8.3 Where any valid claim is made by you in accordance with condition 8.1 the Company shall be entitled at its option either to:
8.3.1 Refund to you the price of the goods (or a proportionate part of the price) and any related transport costs paid by you. or
8.3.2 Replace the goods as soon as reasonably practicable and redeliver the goods at the Company’s expense. or
8.3.3 Rectify the defect or failure as soon as reasonably practicable and redeliver the goods at the Company’s expense. The Company shall have no further liability to you. 9 Cancellation and amendment of order
9.1 No order placed by you or your agent may be cancelled or amended unless it is specifically agreed otherwise in writing. Goods returned must be authorised in advance by contacting our customer support dept and obtaining a collection note number. Goods returned will be subject to inspection, with a minimum handling/collection charge of £50. Order cancellations may be subject to a charge of up to 50% of the price of goods. Call out charges for abortive installation of product, without prior notice will be as follows:-
No notification by you - £500 0-5 days notice by you - £250 5-10 days notice by you - £150
10 Price Variations
10.1 If the delivery of the goods is delayed at your request for more than thirty days after the first day of the week in which delivery is due, the Company is entitled to increase the price of the goods to that shown in the current price list of the Company at the actual date of delivery, together with a charge for storage. 11 Termination
11.1 The company may, without prejudice to any claim or right it may otherwise make or exercise and without payment of any compensation for any direct or consequential loss you may suffer, terminate any contracts with you forthwith by giving you written notice if:
11.1.1 A petition is presented to wind you up or you enter into any liquidation (other than for a reconstruction or amalgamation) or a receiver or administrator is appointed in respect of any of your assets or you enter into any composition or arrangement with your creditors or you cease to carry on business. or
11.1.2 You commit any breach of this contract and fail to remedy it (if remediable) within fourteen days of receipt of your notice complaining of such breach. 12 Passing of Risk
12.1 Risk of damage to or loss of the goods shall pass to you at the time of delivery to you or, if you wrongly fail to take delivery of the goods, the time when the Company has tendered delivery of the goods. 13 Retention of the Title
13.1 The goods shall remain the Company’s property until they have been paid for and all other monies owing by you to the Company have been paid in full and unconditionally. In the event that you resell the goods the Company’s entitlement shall attach to the proceeds of the sale so that such proceeds or any claim therefore shall be assigned to the Company and until such assignment shall be held on trust in a separate identified account for the Company by you.

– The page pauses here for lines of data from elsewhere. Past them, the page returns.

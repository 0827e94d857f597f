use std::sync::Arc;

use crate::api::{self, Api, ReviewApi};
use crate::config::HueConfig;
use crate::credentials::{self, CredentialStore};
use crate::error::{HueError, Result};
use crate::forms::{
    self, EditReviewForm, NewPasswordForm, ReviewForm, SignInForm, SignUpForm,
};
use crate::model::*;
use crate::search::CategoryFilter;

/// A restaurant with its reviews and the caller's like flag.
#[derive(Debug, Clone, PartialEq)]
pub struct RestaurantDetail {
    pub restaurant: Restaurant,
    pub reviews: Vec<Review>,
    /// `None` when the like status could not be fetched.
    pub liked: Option<bool>,
}

/// Entry point for views: form checks, session bookkeeping and backend calls.
///
/// A successful sign-in or sign-up stores the returned session before
/// returning; a failed one leaves the stored session as it was.
pub struct HueClient {
    api: Api,
    credentials: Arc<dyn CredentialStore>,
}

impl HueClient {
    pub fn new(api: Api, credentials: Arc<dyn CredentialStore>) -> Self {
        Self { api, credentials }
    }

    /// File-backed session plus the backend named in config.
    pub fn from_config(config: &HueConfig) -> Result<Self> {
        let credentials = credentials::create_store(config)?;
        let api = api::create_backend(config, credentials.clone())?;
        Ok(Self::new(api, credentials))
    }

    pub fn api(&self) -> &Api {
        &self.api
    }

    pub fn session(&self) -> Result<Option<Session>> {
        self.credentials.get()
    }

    pub fn is_signed_in(&self) -> Result<bool> {
        Ok(self.credentials.token()?.is_some())
    }

    // -- Auth --

    pub async fn login(&self, form: &SignInForm) -> Result<Session> {
        form.validate()?;
        let resp = self.api.login(form.email.trim(), &form.password).await?;
        self.store("login", resp)
    }

    pub async fn register(&self, form: &SignUpForm) -> Result<Session> {
        form.validate()?;
        let resp = self
            .api
            .register(form.name.trim(), form.email.trim(), &form.password)
            .await?;
        self.store("register", resp)
    }

    /// Persist a sign-in result. A blank token counts as a failed sign-in.
    fn store(&self, operation: &str, resp: AuthResponse) -> Result<Session> {
        if resp.token.trim().is_empty() {
            return Err(HueError::Decode {
                endpoint: operation.to_string(),
                reason: "response carried an empty token".to_string(),
            });
        }
        let session = Session::from(resp);
        self.credentials.set(&session)?;
        tracing::info!(user = %session.user.id, "signed in");
        Ok(session)
    }

    /// Forget the local session. The server is not contacted.
    pub fn logout(&self) -> Result<()> {
        self.credentials.clear()?;
        tracing::info!("signed out");
        Ok(())
    }

    pub async fn request_password_reset(&self, email: &str) -> Result<ResetTicket> {
        forms::validate_email(email)?;
        self.api.request_password_reset(email.trim()).await
    }

    pub async fn reset_password(&self, form: &NewPasswordForm) -> Result<Ack> {
        form.validate()?;
        self.api
            .reset_password(form.reset_token.trim(), &form.password)
            .await
    }

    // -- Restaurants --

    pub async fn restaurants(&self) -> Result<Vec<Restaurant>> {
        self.api.list_restaurants().await
    }

    pub async fn search(&self, query: &str, category: &CategoryFilter) -> Result<Vec<Restaurant>> {
        self.api.search_restaurants(query, category).await
    }

    pub async fn top_rated(&self) -> Result<Vec<Restaurant>> {
        self.api.top_rated().await
    }

    pub async fn restaurant(&self, id: &str) -> Result<Restaurant> {
        self.api.get_restaurant(id).await
    }

    /// Restaurant, then its reviews, then the like flag, one after another.
    ///
    /// A failed like lookup is logged and reported as unknown; the other two
    /// calls must succeed.
    pub async fn restaurant_detail(&self, id: &str) -> Result<RestaurantDetail> {
        let restaurant = self.api.get_restaurant(id).await?;
        let reviews = self.api.list_reviews(id).await?;
        let liked = match self.api.like_status(id).await {
            Ok(status) => Some(status.liked),
            Err(e) => {
                tracing::warn!(restaurant = %id, error = %e, "like status unavailable");
                None
            }
        };
        Ok(RestaurantDetail {
            restaurant,
            reviews,
            liked,
        })
    }

    pub async fn create_restaurant(&self, data: &NewRestaurant) -> Result<Restaurant> {
        data.validate()?;
        self.api.create_restaurant(data).await
    }

    pub async fn delete_restaurant(&self, id: &str) -> Result<Ack> {
        self.api.delete_restaurant(id).await
    }

    // -- Reviews --

    /// Validate and submit. An invalid form never reaches the backend.
    pub async fn submit_review(&self, form: &ReviewForm) -> Result<Review> {
        let request = form.to_request()?;
        self.api.create_review(&request).await
    }

    /// Apply an edit. `current_image` is the photo the review has now, kept
    /// when the form leaves the photo untouched.
    pub async fn edit_review(
        &self,
        review_id: &str,
        form: &EditReviewForm,
        current_image: Option<&str>,
    ) -> Result<Review> {
        let request = form.to_request(current_image)?;
        self.api.update_review(review_id, &request).await
    }

    pub async fn reviews(&self, restaurant_id: &str) -> Result<Vec<Review>> {
        self.api.list_reviews(restaurant_id).await
    }

    // -- Likes --

    pub async fn toggle_like(&self, restaurant_id: &str) -> Result<bool> {
        Ok(self.api.toggle_like(restaurant_id).await?.liked)
    }

    pub async fn like_status(&self, restaurant_id: &str) -> Result<bool> {
        Ok(self.api.like_status(restaurant_id).await?.liked)
    }

    // -- Chat --

    /// Messages in the room, oldest first.
    pub async fn chat_history(&self, room: &str) -> Result<Vec<ChatMessage>> {
        let mut messages = self.api.chat_history(room).await?;
        sort_by_timestamp(&mut messages);
        Ok(messages)
    }

    pub async fn send_message(&self, room: &str, text: &str) -> Result<ChatMessage> {
        let text = forms::validate_chat_message(text)?;
        self.api.send_message(room, &text).await
    }
}

#[cfg(test)]
mod tests {
    use super::*;
    use crate::api::MockApi;
    use crate::credentials::MemoryCredentialStore;
    use crate::forms::PhotoEdit;

    fn client() -> (HueClient, Arc<MemoryCredentialStore>) {
        let store = Arc::new(MemoryCredentialStore::new());
        let client = HueClient::new(Api::Mock(MockApi::without_latency()), store.clone());
        (client, store)
    }

    fn sign_in(email: &str, password: &str) -> SignInForm {
        SignInForm {
            email: email.into(),
            password: password.into(),
        }
    }

    #[tokio::test]
    async fn test_login_stores_session() {
        let (client, store) = client();
        let session = client
            .login(&sign_in("carlos@huequitas.co", "ajiaco123"))
            .await
            .unwrap();
        assert_eq!(store.get().unwrap(), Some(session.clone()));
        assert_eq!(session.user.name, "Carlos Mendoza");
        assert!(client.is_signed_in().unwrap());
    }

    #[tokio::test]
    async fn test_failed_login_keeps_previous_session() {
        let (client, store) = client();
        let first = client
            .login(&sign_in("carlos@huequitas.co", "ajiaco123"))
            .await
            .unwrap();

        let err = client
            .login(&sign_in("carlos@huequitas.co", "123"))
            .await
            .unwrap_err();
        assert_eq!(err.user_message(), "Invalid credentials");
        assert_eq!(store.get().unwrap(), Some(first));
    }

    #[tokio::test]
    async fn test_login_empty_fields_rejected_locally() {
        let (client, store) = client();
        let err = client.login(&sign_in("", "")).await.unwrap_err();
        assert!(err.is_validation());
        assert!(store.get().unwrap().is_none());
    }

    #[tokio::test]
    async fn test_register_mismatch_never_stores() {
        let (client, store) = client();
        let form = SignUpForm {
            name: "Ana Ruiz".into(),
            email: "ana@example.com".into(),
            password: "Sancocho#2024".into(),
            confirm_password: "Sancocho#2025".into(),
        };
        let err = client.register(&form).await.unwrap_err();
        assert_eq!(err.user_message(), "Passwords do not match");
        assert!(store.get().unwrap().is_none());
    }

    #[tokio::test]
    async fn test_register_then_logout() {
        let (client, store) = client();
        let form = SignUpForm {
            name: "Ana Ruiz".into(),
            email: "ana@example.com".into(),
            password: "Sancocho#2024".into(),
            confirm_password: "Sancocho#2024".into(),
        };
        let session = client.register(&form).await.unwrap();
        assert_eq!(session.user.email, "ana@example.com");
        assert!(store.get().unwrap().is_some());

        client.logout().unwrap();
        assert!(store.get().unwrap().is_none());
        assert!(!client.is_signed_in().unwrap());
    }

    #[tokio::test]
    async fn test_password_reset_flow() {
        let (client, _) = client();
        let ticket = client
            .request_password_reset("ana@example.com")
            .await
            .unwrap();
        let form = NewPasswordForm {
            reset_token: ticket.reset_token,
            password: "nuevaClave1".into(),
            confirm_password: "nuevaClave1".into(),
        };
        client.reset_password(&form).await.unwrap();

        let err = client.request_password_reset("no-es-email").await.unwrap_err();
        assert!(err.is_validation());
    }

    #[tokio::test]
    async fn test_invalid_review_not_submitted() {
        let (client, _) = client();
        let err = client
            .submit_review(&ReviewForm::new("1").with_rating(0).with_comment("Rico"))
            .await
            .unwrap_err();
        assert!(err.is_validation());
        assert!(client.reviews("1").await.unwrap().is_empty());
    }

    #[tokio::test]
    async fn test_submit_and_edit_review() {
        let (client, _) = client();
        let review = client
            .submit_review(&ReviewForm::new("2").with_rating(3).with_comment("Great food"))
            .await
            .unwrap();
        assert_eq!(review.rating, 3);

        let edit = EditReviewForm {
            rating: 4,
            comment: "Even better the second time".into(),
            photo: PhotoEdit::Replace("data:image/png;base64,aGk=".into()),
        };
        let edited = client.edit_review(&review.id, &edit, None).await.unwrap();
        assert_eq!(edited.rating, 4);
        assert_eq!(edited.image.as_deref(), Some("data:image/png;base64,aGk="));

        let keep = EditReviewForm {
            photo: PhotoEdit::Keep,
            ..edit
        };
        let kept = client
            .edit_review(&review.id, &keep, edited.image.as_deref())
            .await
            .unwrap();
        assert_eq!(kept.image, edited.image);
    }

    #[tokio::test]
    async fn test_restaurant_detail() {
        let (client, _) = client();
        client.toggle_like("3").await.unwrap();
        let detail = client.restaurant_detail("3").await.unwrap();
        assert_eq!(detail.restaurant.name, "Bandeja Paisa Express");
        assert!(detail.reviews.is_empty());
        assert_eq!(detail.liked, Some(true));

        let err = client.restaurant_detail("404").await.unwrap_err();
        assert!(matches!(err, HueError::NotFound(_)));
    }

    #[tokio::test]
    async fn test_toggle_and_status_agree() {
        let (client, _) = client();
        let liked = client.toggle_like("5").await.unwrap();
        assert_eq!(client.like_status("5").await.unwrap(), liked);
    }

    #[tokio::test]
    async fn test_search_delegates() {
        let (client, _) = client();
        let desserts = client
            .search("", &CategoryFilter::Only("Desserts".into()))
            .await
            .unwrap();
        assert_eq!(desserts.len(), 2);
    }

    #[tokio::test]
    async fn test_send_message_validated() {
        let (client, _) = client();
        assert!(client.send_message("general", "   ").await.unwrap_err().is_validation());

        let sent = client.send_message("general", "  ¡Hola!  ").await.unwrap();
        assert_eq!(sent.message, "¡Hola!");
        let history = client.chat_history("general").await.unwrap();
        assert_eq!(history.last().map(|m| m.id.as_str()), Some(sent.id.as_str()));
    }

    #[tokio::test]
    async fn test_create_restaurant_requires_name() {
        let (client, _) = client();
        let err = client
            .create_restaurant(&NewRestaurant::new("  ", "Main"))
            .await
            .unwrap_err();
        assert!(err.is_validation());
    }
}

13.2 In the event of failure to pay the price in accordance with the contract, the Company shall have the power to resell the goods such power being additional to (not in substitution for) any other power of sale arising by operation of law or otherwise. Accordingly, the Company and it’s servants and agents may forthwith enter upon any premises or land occupied or owned by you in order to remove the goods. 14 Installation
14.1 The Company shall be entitled at any time to cancel any contract for the installation of goods or at it’s option to increase the price therefore if in it’s absolute discretion it shall consider the performance of the contract to be more expensive or not to be feasible or that any item to be installed could not be safely used. 15 Modifications
15.1 The Company has the right in respect of any contract to modify any design or specification or to use materials different to those specified in the Contract. 16 Law
16.1 The contract and its performance is governed in all respects by English law and the English Courts shall have non-exclusive jurisdiction over any dispute or difference arising out of or in connection with the Contract.